Larry Canada

No. 35
- Position: Running back

Personal information
- Born: December 16, 1954 Chicago, Illinois, U.S.
- Died: August 13, 2021 (aged 66) Illinois
- Height: 6 ft 2 in (1.88 m)
- Weight: 233 lb (106 kg)

Career information
- College: Wisconsin

Career history
- Denver Broncos (1978–1979, 1981); Denver Gold (1983); Chicago Blitz (1984); San Antonio Gunslingers (1985);

Career statistics
- Rushing attempts: 148
- Rushing yards: 621
- Receptions: 12
- Receiving yards: 110
- Kick returns: 5
- Touchdowns: 7
- Stats at Pro Football Reference

= Larry Canada =

American football player (born 1954)

Lawrence Lavert "Larry" Canada, Jr. (December 16, 1954 – August 13, 2021) was an American professional football running back in the National Football League and United States Football League. He played for the Denver Broncos, Denver Gold, Chicago Blitz, and the San Antonio Gunslingers.

==Early life==
Canada was born in Chicago, Illinois and attended Austin High School.

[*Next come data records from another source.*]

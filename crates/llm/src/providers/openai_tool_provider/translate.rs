//! Translation from provider-agnostic conversation types to the OpenAI
//! chat-completions request format.

use serde_json::{json, Value};

use mathagent_tool_runtime::{conversation::ConversationMessage, tool::ToolDefinition};

/// Translate a [`ToolDefinition`] into the OpenAI function-tool format.
pub(super) fn tool_definition_to_openai(tool: &ToolDefinition) -> Value {
    json!({
        "type": "function",
        "function": {
            "name": tool.name,
            "description": tool.description,
            "parameters": tool.input_schema,
        },
    })
}

/// Translate a [`ConversationMessage`] into an OpenAI chat message object.
pub(super) fn message_to_openai(msg: &ConversationMessage) -> Value {
    match msg {
        ConversationMessage::User(text) => json!({
            "role": "user",
            "content": text,
        }),
        ConversationMessage::Assistant(content) => {
            let mut message = json!({
                "role": "assistant",
                "content": content.text,
            });
            if !content.tool_calls.is_empty() {
                let calls: Vec<Value> = content
                    .tool_calls
                    .iter()
                    .map(|tc| {
                        json!({
                            "id": tc.id,
                            "type": "function",
                            "function": {
                                "name": tc.name,
                                // OpenAI expects arguments as a JSON-encoded string
                                "arguments": tc.input.to_string(),
                            },
                        })
                    })
                    .collect();
                message["tool_calls"] = Value::Array(calls);
            }
            message
        }
        ConversationMessage::ToolResult(result) => json!({
            "role": "tool",
            "tool_call_id": result.tool_call_id,
            "content": result.content,
        }),
    }
}

/// Build the full `/chat/completions` request body.
pub(super) fn build_request_body(
    model: &str,
    messages: &[ConversationMessage],
    system_prompt: Option<&str>,
    tools: &[ToolDefinition],
    temperature: f32,
    max_tokens: u32,
) -> Value {
    let mut api_messages = Vec::with_capacity(messages.len() + 1);
    if let Some(system) = system_prompt {
        api_messages.push(json!({ "role": "system", "content": system }));
    }
    api_messages.extend(messages.iter().map(message_to_openai));

    let mut body = json!({
        "model": model,
        "messages": api_messages,
        "temperature": temperature,
        "max_tokens": max_tokens,
    });

    if !tools.is_empty() {
        body["tools"] = tools.iter().map(tool_definition_to_openai).collect();
        body["tool_choice"] = json!("auto");
    }

    body
}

He played college football at University of Wisconsin–Madison.

==Professional career==
He played three seasons in the NFL with the Denver Broncos in 1978, 1979 and 1981. After leaving the NFL, he played in the United States Football League for the Denver Gold (1983),
 the Chicago Blitz (1984–1985) and the San Antonio Gunslingers (1985).